#### AVAILABLE DATA

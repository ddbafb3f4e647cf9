//! GPIO line abstraction
//!
//! The SWI bus is a single open-drain line with a pull-up. The host drives
//! it while transmitting and releases it (input) while the secure element
//! answers or signals an interrupt.

/// Logic level of the line
#[derive(Debug, Clone, Copy, PartialEq, Eq)]
#[cfg_attr(feature = "defmt", derive(defmt::Format))]
pub enum Level {
    Low,
    High,
}

impl Level {
    /// Create a level from a boolean (true = high)
    pub fn from_bool(high: bool) -> Self {
        if high {
            Level::High
        } else {
            Level::Low
        }
    }

    /// Check if this is the high level
    pub fn is_high(self) -> bool {
        self == Level::High
    }

    /// The opposite level
    pub fn toggled(self) -> Self {
        match self {
            Level::Low => Level::High,
            Level::High => Level::Low,
        }
    }
}

/// Pin direction
#[derive(Debug, Clone, Copy, PartialEq, Eq)]
#[cfg_attr(feature = "defmt", derive(defmt::Format))]
pub enum Direction {
    /// Line released; the pull-up (or the device) sets the level
    Input,
    /// Host drives the line, starting at the given level
    Output(Level),
}

/// The single data line of the bus
///
/// Implementations handle the actual register manipulation for the chip.
/// All methods must be fast: they are called from inside the bit loops.
pub trait SwiPin {
    /// Sample the current line level
    fn read_level(&mut self) -> Level;

    /// Drive the line to a level (only meaningful in output mode)
    fn write_level(&mut self, level: Level);

    /// Switch between driving and releasing the line
    fn set_direction(&mut self, direction: Direction);

    /// Drive the line high
    fn set_high(&mut self) {
        self.write_level(Level::High);
    }

    /// Drive the line low
    fn set_low(&mut self) {
        self.write_level(Level::Low);
    }
}
//! Host cryptography strategy

use authon_protocol::command::{ECC_CHALLENGE_LEN, ECC_RESPONSE_LEN, HOST_AUTH_LEN};

use crate::ecc::Certificate;
use crate::search::Uid;

/// Nonce or tag of the host authentication handshake
pub type AuthBlock = [u8; HOST_AUTH_LEN];

/// Cryptographic hooks supplied by the host
///
/// The protocol layer only moves bytes. Random numbers, MACs and signature
/// verification come from here so a session can swap implementations
/// (hardware RNG, software SHA, a secure enclave) without changes.
pub trait HostCrypto {
    /// Fill `buf` with random bytes
    fn random(&mut self, buf: &mut [u8]);

    /// Tag A the host sends to prove it knows the shared secret
    fn host_tag(&mut self, uid: &Uid, nonce_a: &AuthBlock, nonce_b: &AuthBlock) -> AuthBlock;

    /// Tag B the device is expected to answer with
    fn expected_device_tag(
        &mut self,
        uid: &Uid,
        nonce_a: &AuthBlock,
        nonce_b: &AuthBlock,
    ) -> AuthBlock;

    /// Verify an ECC response against the device certificate
    fn verify_ecc(
        &mut self,
        certificate: &Certificate,
        challenge: &[u8; ECC_CHALLENGE_LEN],
        response: &[u8; ECC_RESPONSE_LEN],
    ) -> bool;
}
//! Configuration types
//!
//! Board-agnostic configuration, loadable from a TOML subset and stored as
//! postcard binary data.

pub mod parse;
pub mod timing;

pub use parse::{parse_config, ParseError};
pub use timing::{TimingProfile, TimingProfileError, TimingWarnings};

use heapless::Vec;

#[cfg(feature = "serde")]
use serde::{Deserialize, Serialize};

use crate::bus::PollBudget;
use crate::search::{SearchMode, MAX_DEVICES};

/// Interfaces (wires) one configuration can describe
pub const MAX_INTERFACES: usize = 2;

/// Configuration errors
#[derive(Debug, Clone, Copy, PartialEq, Eq)]
#[cfg_attr(feature = "defmt", derive(defmt::Format))]
pub enum ConfigError {
    /// No interface configured
    NoInterface,
    /// Active interface index out of range
    InvalidActiveInterface,
    /// Timing profile rejected
    Timing(TimingProfileError),
    /// Device capacity is zero or above the supported maximum
    InvalidCapacity,
    /// A poll budget allows no attempts
    InvalidBudget,
    /// Binary form could not be encoded or decoded
    Serialize,
}

/// One single-wire interface
#[derive(Debug, Clone, Copy, PartialEq, Eq)]
#[cfg_attr(feature = "defmt", derive(defmt::Format))]
#[cfg_attr(feature = "serde", derive(Serialize, Deserialize))]
pub struct InterfaceConfig {
    /// GPIO pin number of the data line
    pub gpio: u8,
    pub timing: TimingProfile,
    /// Time allowed for the first response edge
    pub response_timeout_us: u32,
}

impl Default for InterfaceConfig {
    fn default() -> Self {
        Self {
            gpio: 0,
            timing: TimingProfile::default(),
            response_timeout_us: 1_000,
        }
    }
}

/// How the device is powered
///
/// Indirect powering charges through the data line and needs longer holds.
#[derive(Debug, Clone, Copy, PartialEq, Eq, Default)]
#[cfg_attr(feature = "defmt", derive(defmt::Format))]
#[cfg_attr(feature = "serde", derive(Serialize, Deserialize))]
pub enum PowerMode {
    #[default]
    Direct,
    Indirect,
}

impl PowerMode {
    /// Time the line is held low to power the device down
    pub fn power_down_us(self) -> u32 {
        match self {
            PowerMode::Direct => 2_000,
            PowerMode::Indirect => 2_500,
        }
    }

    /// Time the line is held high for the device to power up
    pub fn power_up_us(self) -> u32 {
        match self {
            PowerMode::Direct => 8_000,
            PowerMode::Indirect => 10_000,
        }
    }
}

/// Settle delays after each host authentication step
#[derive(Debug, Clone, Copy, PartialEq, Eq)]
#[cfg_attr(feature = "defmt", derive(defmt::Format))]
#[cfg_attr(feature = "serde", derive(Serialize, Deserialize))]
pub struct HostAuthTiming {
    pub nonce_a_settle_us: u32,
    pub nonce_b_settle_us: u32,
    pub tag_a_settle_us: u32,
    pub tag_b_settle_us: u32,
}

impl Default for HostAuthTiming {
    fn default() -> Self {
        Self {
            nonce_a_settle_us: 1_000,
            nonce_b_settle_us: 500,
            tag_a_settle_us: 500,
            tag_b_settle_us: 500,
        }
    }
}

/// Complete stack configuration
#[derive(Debug, Clone, PartialEq, Eq)]
#[cfg_attr(feature = "defmt", derive(defmt::Format))]
#[cfg_attr(feature = "serde", derive(Serialize, Deserialize))]
pub struct SwiConfig {
    pub interfaces: Vec<InterfaceConfig, MAX_INTERFACES>,
    /// Index into `interfaces` of the wire in use
    pub active_interface: u8,
    pub power_mode: PowerMode,
    pub search_mode: SearchMode,
    /// Most devices enumeration accepts
    pub device_capacity: u8,
    /// Power-cycle and enumerate attempts during init
    pub init_retries: u8,
    pub nvm_poll: PollBudget,
    pub mac_poll: PollBudget,
    pub ecc_poll: PollBudget,
    pub lsc_poll: PollBudget,
    /// Unconditional delay before polling in fixed-wait ECC mode
    pub ecc_fixed_wait_us: u32,
    /// Time allowed for an interrupt pulse
    pub interrupt_timeout_us: u32,
    pub host_auth: HostAuthTiming,
}

impl Default for SwiConfig {
    fn default() -> Self {
        Self::new()
    }
}

impl SwiConfig {
    pub fn new() -> Self {
        let mut interfaces = Vec::new();
        let _ = interfaces.push(InterfaceConfig::default());

        Self {
            interfaces,
            active_interface: 0,
            power_mode: PowerMode::Direct,
            search_mode: SearchMode::Multi,
            device_capacity: 4,
            init_retries: 20,
            nvm_poll: PollBudget::new(50, 1_000),
            mac_poll: PollBudget::new(100, 1_000),
            ecc_poll: PollBudget::new(200, 1_000),
            lsc_poll: PollBudget::new(50, 1_000),
            ecc_fixed_wait_us: 50_000,
            interrupt_timeout_us: 200_000,
            host_auth: HostAuthTiming::default(),
        }
    }

    /// Interface selected by `active_interface`
    pub fn active(&self) -> Option<&InterfaceConfig> {
        self.interfaces.get(self.active_interface as usize)
    }

    /// Check the configuration, returning timing warnings of the active wire
    pub fn validate(&self) -> Result<TimingWarnings, ConfigError> {
        if self.interfaces.is_empty() {
            return Err(ConfigError::NoInterface);
        }
        let active = self.active().ok_or(ConfigError::InvalidActiveInterface)?;

        for iface in self.interfaces.iter() {
            iface.timing.validate().map_err(ConfigError::Timing)?;
        }

        if self.device_capacity == 0 || self.device_capacity as usize > MAX_DEVICES {
            return Err(ConfigError::InvalidCapacity);
        }

        let budgets = [self.nvm_poll, self.mac_poll, self.ecc_poll, self.lsc_poll];
        if budgets.iter().any(|b| b.attempts == 0) {
            return Err(ConfigError::InvalidBudget);
        }

        active.timing.validate().map_err(ConfigError::Timing)
    }

    /// Serialize to postcard binary form
    #[cfg(feature = "serde")]
    pub fn to_bytes<'a>(&self, buf: &'a mut [u8]) -> Result<&'a mut [u8], ConfigError> {
        postcard::to_slice(self, buf).map_err(|_| ConfigError::Serialize)
    }

    /// Deserialize from postcard binary form
    #[cfg(feature = "serde")]
    pub fn from_bytes(bytes: &[u8]) -> Result<Self, ConfigError> {
        postcard::from_bytes(bytes).map_err(|_| ConfigError::Serialize)
    }
}
//! Pulse-width bit timing
//!
//! Each bit is the time the line holds one level:
//!
//! | Symbol | Width |
//! |--------|-------|
//! | `0`    | 1 tau |
//! | `1`    | 3 tau |
//! | stop   | 5 tau (high) |
//!
//! A word starts with a falling edge and the level alternates on every bit,
//! so 17 bits are 17 intervals between 18 edges. After the last (low)
//! interval the line is released high for the stop pulse.
//!
//! Received intervals are classified by two independent decoders:
//!
//! - [`CycleDecoder`] works on busy-loop iteration counts and splits them at
//!   the midpoint between the shortest and longest interval.
//! - [`TimestampDecoder`] works on clock timestamps. Tau is derived from the
//!   two training intervals and every interval must land in a bucket around
//!   1 tau or 3 tau.
//!
//! [`reconcile`] runs both. The timestamp result wins on disagreement.

use crate::word::{RawWord, WORD_BITS};

/// Width of a `0` bit in tau
pub const ZERO_TAU: u32 = 1;

/// Width of a `1` bit in tau
pub const ONE_TAU: u32 = 3;

/// Width of the stop pulse in tau
pub const STOP_TAU: u32 = 5;

/// Timing errors while decoding a word
#[derive(Debug, Clone, Copy, PartialEq, Eq)]
#[cfg_attr(feature = "defmt", derive(defmt::Format))]
pub enum TimingError {
    /// Training intervals did not decode as `0`,`1`
    Training,
    /// Interval at this bit index fell outside both buckets
    OutOfBucket(u8),
    /// Intervals are all the same length, no threshold can be derived
    Degenerate,
}

/// Concrete pulse widths in microseconds
#[derive(Debug, Clone, Copy, PartialEq, Eq)]
#[cfg_attr(feature = "defmt", derive(defmt::Format))]
pub struct PulseWidths {
    /// Width of a `0` bit
    pub zero_us: u32,
    /// Width of a `1` bit
    pub one_us: u32,
    /// Width of the stop pulse
    pub stop_us: u32,
}

impl PulseWidths {
    /// Ideal widths derived from a single tau
    pub const fn from_tau(tau_us: u32) -> Self {
        Self {
            zero_us: tau_us * ZERO_TAU,
            one_us: tau_us * ONE_TAU,
            stop_us: tau_us * STOP_TAU,
        }
    }

    /// Width of a data bit
    pub fn bit_us(&self, bit: bool) -> u32 {
        if bit {
            self.one_us
        } else {
            self.zero_us
        }
    }
}

/// One level held on the line for a number of microseconds
#[derive(Debug, Clone, Copy, PartialEq, Eq)]
#[cfg_attr(feature = "defmt", derive(defmt::Format))]
pub struct Pulse {
    pub high: bool,
    pub width_us: u32,
}

/// Pulses that transmit `word`, stop pulse included
///
/// Yields `WORD_BITS + 1` pulses. The first is low.
pub fn pulses(word: RawWord, widths: PulseWidths) -> impl Iterator<Item = Pulse> {
    word.bits_msb_first()
        .enumerate()
        .map(move |(i, bit)| Pulse {
            high: i % 2 == 1,
            width_us: widths.bit_us(bit),
        })
        .chain(core::iter::once(Pulse {
            high: true,
            width_us: widths.stop_us,
        }))
}

/// Classify busy-loop iteration counts
pub struct CycleDecoder;

impl CycleDecoder {
    /// Decode 17 iteration counts into a raw word
    ///
    /// Counts above the midpoint of the observed range are `1`.
    pub fn decode(counts: &[u32; WORD_BITS]) -> Result<RawWord, TimingError> {
        let min = counts.iter().copied().min().unwrap_or(0);
        let max = counts.iter().copied().max().unwrap_or(0);
        if min == max {
            return Err(TimingError::Degenerate);
        }

        let midpoint = min + (max - min) / 2;
        let mut bits = [false; WORD_BITS];
        for (bit, &count) in bits.iter_mut().zip(counts.iter()) {
            *bit = count > midpoint;
        }
        Ok(RawWord::from_bits_msb_first(&bits))
    }
}

/// Classify intervals measured with the monotonic clock
pub struct TimestampDecoder;

impl TimestampDecoder {
    /// Tau in nanoseconds from the two training intervals (`1 + 3` tau)
    pub fn tau_ns(intervals: &[u32; WORD_BITS]) -> u32 {
        ((intervals[0] as u64 + intervals[1] as u64) / 4) as u32
    }

    /// Classify one interval against tau
    ///
    /// Bucket 0 is 0.5..=1.5 tau, bucket 1 is 2.5..=3.5 tau.
    pub fn classify(interval_ns: u32, tau_ns: u32) -> Option<bool> {
        let twice = interval_ns as u64 * 2;
        let tau = tau_ns as u64;
        if twice >= tau && twice <= 3 * tau {
            Some(false)
        } else if twice >= 5 * tau && twice <= 7 * tau {
            Some(true)
        } else {
            None
        }
    }

    /// Decode 17 intervals into a raw word
    pub fn decode(intervals: &[u32; WORD_BITS]) -> Result<RawWord, TimingError> {
        let tau = Self::tau_ns(intervals);
        if tau == 0 {
            return Err(TimingError::Training);
        }

        if Self::classify(intervals[0], tau) != Some(false)
            || Self::classify(intervals[1], tau) != Some(true)
        {
            return Err(TimingError::Training);
        }

        let mut bits = [false; WORD_BITS];
        for (i, (bit, &interval)) in bits.iter_mut().zip(intervals.iter()).enumerate() {
            *bit = Self::classify(interval, tau).ok_or(TimingError::OutOfBucket(i as u8))?;
        }
        Ok(RawWord::from_bits_msb_first(&bits))
    }
}

/// Result of running both decoders over one word
#[derive(Debug, Clone, Copy, PartialEq, Eq)]
#[cfg_attr(feature = "defmt", derive(defmt::Format))]
pub struct Reconciled {
    /// Word as decoded from timestamps
    pub word: RawWord,
    /// Number of bits where the cycle decoder disagreed
    pub disagreements: u8,
}

/// Decode a word with both decoders, timestamps taking precedence
///
/// A degenerate cycle measurement is counted as full disagreement rather
/// than an error, since the timestamp decoder alone is authoritative.
pub fn reconcile(
    counts: &[u32; WORD_BITS],
    intervals_ns: &[u32; WORD_BITS],
) -> Result<Reconciled, TimingError> {
    let word = TimestampDecoder::decode(intervals_ns)?;
    let disagreements = match CycleDecoder::decode(counts) {
        Ok(cycles) => (cycles.0 ^ word.0).count_ones() as u8,
        Err(_) => WORD_BITS as u8,
    };
    Ok(Reconciled {
        word,
        disagreements,
    })
}

#[cfg(test)]
mod tests {
    use super::*;
    use crate::word::WireWord;
    use proptest::prelude::*;

    const TAU_NS: u32 = 10_000;

    fn ideal_intervals(word: RawWord, tau_ns: u32) -> [u32; WORD_BITS] {
        let mut out = [0u32; WORD_BITS];
        for (slot, bit) in out.iter_mut().zip(word.bits_msb_first()) {
            *slot = if bit { ONE_TAU * tau_ns } else { ZERO_TAU * tau_ns };
        }
        out
    }

    #[test]
    fn test_pulse_train_shape() {
        let word = WireWord::data(0xA5).encode();
        let widths = PulseWidths::from_tau(10);
        let mut count = 0;
        for (i, pulse) in pulses(word, widths).enumerate() {
            if i < WORD_BITS {
                assert_eq!(pulse.high, i % 2 == 1);
                assert_eq!(pulse.width_us, widths.bit_us(word.bit(WORD_BITS - 1 - i)));
            } else {
                assert!(pulse.high);
                assert_eq!(pulse.width_us, 50);
            }
            count += 1;
        }
        assert_eq!(count, WORD_BITS + 1);
    }

    #[test]
    fn test_tau_from_training() {
        let word = WireWord::bus(0x08).encode();
        let intervals = ideal_intervals(word, TAU_NS);
        assert_eq!(TimestampDecoder::tau_ns(&intervals), TAU_NS);
    }

    #[test]
    fn test_bucket_edges() {
        assert_eq!(TimestampDecoder::classify(5_000, TAU_NS), Some(false));
        assert_eq!(TimestampDecoder::classify(15_000, TAU_NS), Some(false));
        assert_eq!(TimestampDecoder::classify(20_000, TAU_NS), None);
        assert_eq!(TimestampDecoder::classify(25_000, TAU_NS), Some(true));
        assert_eq!(TimestampDecoder::classify(35_000, TAU_NS), Some(true));
        assert_eq!(TimestampDecoder::classify(40_000, TAU_NS), None);
        assert_eq!(TimestampDecoder::classify(4_000, TAU_NS), None);
    }

    #[test]
    fn test_swapped_training_rejected() {
        let word = WireWord::data(0x00).encode();
        let mut intervals = ideal_intervals(word, TAU_NS);
        intervals.swap(0, 1);
        assert_eq!(
            TimestampDecoder::decode(&intervals),
            Err(TimingError::Training)
        );
    }

    #[test]
    fn test_out_of_bucket_interval() {
        let word = WireWord::data(0x00).encode();
        let mut intervals = ideal_intervals(word, TAU_NS);
        intervals[9] = 2 * TAU_NS;
        assert_eq!(
            TimestampDecoder::decode(&intervals),
            Err(TimingError::OutOfBucket(9))
        );
    }

    #[test]
    fn test_cycle_decoder_midpoint() {
        let word = WireWord::address(0x3C).encode();
        let mut counts = [0u32; WORD_BITS];
        for (slot, bit) in counts.iter_mut().zip(word.bits_msb_first()) {
            *slot = if bit { 310 } else { 95 };
        }
        assert_eq!(CycleDecoder::decode(&counts), Ok(word));
        assert_eq!(
            CycleDecoder::decode(&[100; WORD_BITS]),
            Err(TimingError::Degenerate)
        );
    }

    #[test]
    fn test_timestamp_wins_on_disagreement() {
        let word = WireWord::data(0x81).encode();
        let intervals = ideal_intervals(word, TAU_NS);
        let mut counts = [0u32; WORD_BITS];
        for (slot, bit) in counts.iter_mut().zip(word.bits_msb_first()) {
            *slot = if bit { 300 } else { 100 };
        }
        // A cycle count disturbed by a stretched loop iteration
        counts[16] = if word.bit(0) { 100 } else { 300 };

        let result = reconcile(&counts, &intervals).unwrap();
        assert_eq!(result.word, word);
        assert_eq!(result.disagreements, 1);
    }

    proptest! {
        #[test]
        fn prop_jittered_intervals_decode(
            payload in any::<u8>(),
            tau_ns in 2_000u32..200_000,
            jitter in proptest::collection::vec(-20i32..=20, WORD_BITS),
        ) {
            let word = WireWord::data(payload).encode();
            let mut intervals = ideal_intervals(word, tau_ns);
            // Up to +/-20% of tau, keeping the training pair exact
            for (slot, j) in intervals.iter_mut().zip(jitter.iter()).skip(2) {
                let delta = (tau_ns as i64 * *j as i64) / 100;
                *slot = (*slot as i64 + delta) as u32;
            }
            prop_assert_eq!(TimestampDecoder::decode(&intervals), Ok(word));
        }
    }
}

########

WORK ITEM: Every line above that holds the string "range" should be copied into the answer.

REPLY:
    /// Active interface index out of range
    /// Counts above the midpoint of the observed range are `1`.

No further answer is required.